Quer ser prefeito o magano,
E o será, pois tem tineta.
Bastar ser irmão germano
Do grande Lulu Capeta

Há quem atribua À sina,
Chame predestinação
Viver de infâmia e rapina,
Ser político e ladrão.

Um medonho puxa-saco
Gabou-lhe o riso fanhoso,
Outro, o porte de macaco
Achou-lhe bonito e airoso.

Genial, polêmico, incisivo e sarcástico, assim o era o Prof. Esmeraldo, inimigo das convenções sociais burguesas, da insensibilidade das oligarquias, da estupidez cotidiana das elites e, principalmente, inveterado algoz da mediocridade, não importa sua faceta, seja na sociedade, na política e até mesmo na literatura, como não deixa de observar na sua ácida “Áurea Mediocrítas”

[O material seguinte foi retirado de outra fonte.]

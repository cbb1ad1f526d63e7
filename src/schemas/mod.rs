//! Request and response schemas
//!
//! Data types shared between the quiz service client and the pages.

pub mod quiz;

pub use quiz::{
    Difficulty, QuestionType, QuizQuery, QuizRequestParams, QuizResponse, DEFAULT_DIFFICULTY,
    DEFAULT_QUESTION_TYPE,
};
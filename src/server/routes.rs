//! Application routing

use axum::{middleware, routing::get, Router};
use tower_http::cors::{Any, CorsLayer};

use crate::api::{health, quiz as quiz_api};
use crate::middleware::{log_request, REQUEST_ID_HEADER};
use crate::pages::{home, login, not_found, profile, quiz, Page};
use crate::server::state::AppState;

/// Create the main application router
pub fn create_router(state: AppState) -> Router {
    let page_routes = Router::new()
        .route(Page::Home.path(), get(home::home_page))
        .route(Page::Quiz.path(), get(quiz::quiz_page))
        .route(Page::Login.path(), get(login::login_page))
        .route(Page::Profile.path(), get(profile::profile_page));

    let api_routes = Router::new().route("/quiz", get(quiz_api::generate_quiz));

    let health_routes = Router::new()
        .route("/health", get(health::health_check))
        .route("/liveness", get(health::liveness));

    Router::new()
        .merge(page_routes)
        .nest("/api", api_routes)
        .merge(health_routes)
        .fallback(not_found::fallback)
        .layer(create_cors_layer())
        .layer(middleware::from_fn(log_request))
        .with_state(state)
}

/// Permissive CORS so the JSON endpoint can be called from other origins
fn create_cors_layer() -> CorsLayer {
    CorsLayer::new()
        .allow_origin(Any)
        .allow_methods(Any)
        .allow_headers(Any)
        .expose_headers([axum::http::HeaderName::from_static(REQUEST_ID_HEADER)])
}
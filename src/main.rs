//! Smart Quiz web front end

use anyhow::Result;
use clap::Parser;
use smart_quiz_web::{
    config::{Environment, Settings},
    logging::{init_tracing, LogFormat},
    server::App,
};

/// Smart Quiz web front end
///
/// Serves the home, quiz, login, and profile pages and fetches quizzes from
/// the quiz-generation service.
#[derive(Parser, Debug)]
#[command(name = "smart-quiz-web")]
#[command(author, version, about, long_about = None)]
struct Args {
    /// Port to listen on (overrides PORT env var)
    #[arg(short, long)]
    port: Option<u16>,

    /// Host to bind to (overrides HOST env var)
    #[arg(long)]
    host: Option<String>,

    /// Log level: trace, debug, info, warn, error (overrides LOG_LEVEL env var)
    #[arg(long)]
    log_level: Option<String>,

    /// Environment: dev, staging, prod (overrides ENVIRONMENT env var)
    #[arg(short, long)]
    env: Option<Environment>,

    /// Base URL of the quiz-generation service (overrides QUIZ_API_BASE_URL)
    #[arg(long)]
    quiz_api_url: Option<String>,
}

#[tokio::main]
async fn main() -> Result<()> {
    let args = Args::parse();

    let mut settings = Settings::load()?;

    if let Some(port) = args.port {
        settings.port = port;
    }
    if let Some(host) = args.host {
        settings.host = host;
    }
    if let Some(log_level) = args.log_level {
        settings.log_level = log_level;
    }
    if let Some(env) = args.env {
        settings.environment = env;
    }
    if let Some(url) = args.quiz_api_url {
        settings.quiz_api.base_url = url;
    }

    init_tracing(&settings.log_level, LogFormat::for_environment(settings.environment));

    settings.validate()?;

    tracing::info!(
        app_name = %settings.app_name,
        version = %settings.app_version,
        environment = %settings.environment,
        host = %settings.host,
        port = %settings.port,
        quiz_api = %settings.quiz_api.base_url,
        "Starting application"
    );

    let app = App::new(settings)?;
    app.run_with_graceful_shutdown().await?;

    tracing::info!("Application shutdown complete");

    Ok(())
}
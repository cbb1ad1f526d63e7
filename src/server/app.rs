//! Application server
//!
//! Binds the listener and runs the router until a shutdown signal arrives.

use crate::{
    config::Settings,
    server::{routes, state::AppState},
};
use anyhow::{Context, Result};
use std::net::SocketAddr;
use tokio::signal;

/// Main application struct
pub struct App {
    settings: Settings,
    state: AppState,
}

impl App {
    /// Create a new application instance
    pub fn new(settings: Settings) -> Result<Self> {
        tracing::debug!("Initializing application state");
        let state = AppState::new(settings.clone())?;

        Ok(Self { settings, state })
    }

    /// Run the server with graceful shutdown support
    ///
    /// The server stops accepting connections on SIGINT (Ctrl+C) or SIGTERM
    /// and lets in-flight requests finish.
    pub async fn run_with_graceful_shutdown(self) -> Result<()> {
        let addr = self
            .settings
            .server_addr()
            .parse::<SocketAddr>()
            .with_context(|| format!("Invalid listen address {}", self.settings.server_addr()))?;
        let router = routes::create_router(self.state);

        let listener = tokio::net::TcpListener::bind(addr)
            .await
            .with_context(|| format!("Failed to bind {}", addr))?;

        tracing::info!("Listening on http://{}", addr);

        axum::serve(listener, router)
            .with_graceful_shutdown(shutdown_signal())
            .await?;

        Ok(())
    }
}

/// Create a future that completes when a shutdown signal is received
async fn shutdown_signal() {
    let ctrl_c = async {
        if let Err(e) = signal::ctrl_c().await {
            tracing::error!(error = %e, "Failed to install Ctrl+C handler");
            std::future::pending::<()>().await;
        }
    };

    #[cfg(unix)]
    let terminate = async {
        match signal::unix::signal(signal::unix::SignalKind::terminate()) {
            Ok(mut sig) => {
                sig.recv().await;
            }
            Err(e) => {
                tracing::error!(error = %e, "Failed to install SIGTERM handler");
                std::future::pending::<()>().await;
            }
        }
    };

    #[cfg(not(unix))]
    let terminate = std::future::pending::<()>();

    tokio::select! {
        _ = ctrl_c => {
            tracing::info!("Received Ctrl+C, initiating graceful shutdown");
        }
        _ = terminate => {
            tracing::info!("Received SIGTERM, initiating graceful shutdown");
        }
    }
}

A mediocridade infesta/ Os arraiais literários./ Asnos exibem na testa/ Triunfos extraordinários. // Dão-se prêmios repetidos/ A livros que valem nada,/ De versos desemxabidos/ Ou prosa vazia e aguada. // A tropa dos imbecis/ Governa a literatura,/ Fazendo deste país/ O céu da cavalgadura.

Diante da constante renovação da fauna potiguar, impossível não imaginar uma reedição atualizada da obra, abarcando as não menos lamentáveis personalidades que hoje a compõem. E haja papel.